Fibrosis of the skin and of internal organs, autoimmunity, and vascular inflammation are hallmarks of Systemic Sclerosis (SSc). The injury and activation of endothelial cells, with hyperplasia of the intima and eventual obliteration of the vascular lumen, are early features of SSc. Reduced capillary blood flow coupled with deficient angiogenesis leads to chronic hypoxia and tissue ischemia, enforcing a positive feed-forward loop sustaining vascular remodelling, further exacerbated by extracellular matrix accumulation due to fibrosis. Despite numerous developments and a growing number of controlled clinical trials no treatment has been shown so far to alter SSc natural history, outlining the need of further investigation in the molecular pathways involved in the pathogenesis of the disease.
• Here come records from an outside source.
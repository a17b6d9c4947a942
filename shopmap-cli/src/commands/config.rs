//! Configuration management CLI commands.
//!
//! Provides `config init`, `config show` and `config path` for creating and
//! inspecting the INI configuration file.

use std::path::{Path, PathBuf};

use clap::Subcommand;
use shopmap::config::{config_file_path, ConfigFile};

use crate::error::CliError;

/// Config subcommands.
#[derive(Debug, Subcommand)]
pub enum ConfigCommands {
    /// Write a configuration file with default values
    Init {
        /// Overwrite an existing file
        #[arg(long)]
        force: bool,
    },

    /// Print the effective configuration
    ///
    /// Values missing from the file are shown with their defaults.
    Show,

    /// Show the configuration file path
    Path,
}

/// Run a config subcommand against `config_path`, or the default location.
pub fn run(command: ConfigCommands, config_path: Option<PathBuf>) -> Result<(), CliError> {
    let path = config_path.unwrap_or_else(config_file_path);

    match command {
        ConfigCommands::Init { force } => {
            let message = run_init(&path, force)?;
            println!("{}", message);
            Ok(())
        }
        ConfigCommands::Show => {
            print!("{}", render_effective(&path)?);
            Ok(())
        }
        ConfigCommands::Path => {
            println!("{}", path.display());
            Ok(())
        }
    }
}

/// Write the default configuration.
fn run_init(path: &Path, force: bool) -> Result<String, CliError> {
    if force {
        ConfigFile::default().save_to(path)?;
        return Ok(format!("Wrote default configuration to {}", path.display()));
    }

    if ConfigFile::ensure_exists_at(path)? {
        Ok(format!("Created {}", path.display()))
    } else {
        Ok(format!(
            "Configuration already exists at {} (use --force to overwrite)",
            path.display()
        ))
    }
}

/// INI text of the configuration after defaults are applied.
fn render_effective(path: &Path) -> Result<String, CliError> {
    let config = ConfigFile::load_from(path)?;
    Ok(config.to_config_string())
}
We review some processes potentially involved in SSc vasculopathy, with attention to the possible effect of sustained vascular inflammation on the plasticity of vascular cells. Specifically we focus on mesenchymal transition, a key phenomenon in the cardiac and vascular development as well as in the remodelling of injured vessels. Recent work supports the role of transforming growth factor-beta, Wnt, and Notch signaling in these processes. Importantly, endothelial-mesenchymal transition may be reversible, possibly offering novel cues for treatment.

Figure 1

Vascular remodelling and capillaroscopic pattern in Systemic Sclerosis (SSc). (a) Stenoocclusive remodelling in SSc microvasculature (bottom right) is believed to result from an abnormal reparative attempt triggered by chronic endothelial damage, which drives intima-media hyperplasia and increased ECM production within the vessel wall. Mesenchymal cells, specifically myofibroblasts with a highly secretory phenotype, are the main final effectors responsible for these structural changes. Myofibroblasts in SSc vessels can originate from multiple cellular sources (upper left), either of mesenchymal origin, such as pericytes or fibroblast, or of nonmesenchymal origin, such as endothelial cells. (b)–(d) Capillaroscopic pattern in normal subjects (b) and scleroderma patients at magnification 200x ((c): “active” SSc pattern; (d): “late” SSc pattern). Note the heterogeneity in the architecture and morphology of SSc capillaries with frequent ectasias (black arrowheads). In the “active” scleroderma pattern there are plenty of giant capillaries (i.e., more than 50 μm of diameter) and microhaemorrhages (white arrowheads), with mild loss of capillaries. In the “late” scleroderma pattern giant capillaries and microhaemorrhages are less frequent, but a severe loss of capillaries is evident, with extensive avascular areas (white arrows).

Figure 2

Pathways involved in the EndoMT. The scheme summarized the putative pathways involved in the EndoMT highlighting which are already correlated or not with SSc. The activation of specific nuclear mediator leads to activation of target genes that are correlated with the increase of mesenchymal markers (such as Col I, α-SMA, and Twist 1) and/or decrease of endothelial markers (such as CD31, VE-Cad, and Fli-1). The activation of these pathways could lead endothelial cells to acquire initially mesenchymal characteristics and later on to acquire myofibroblastic features.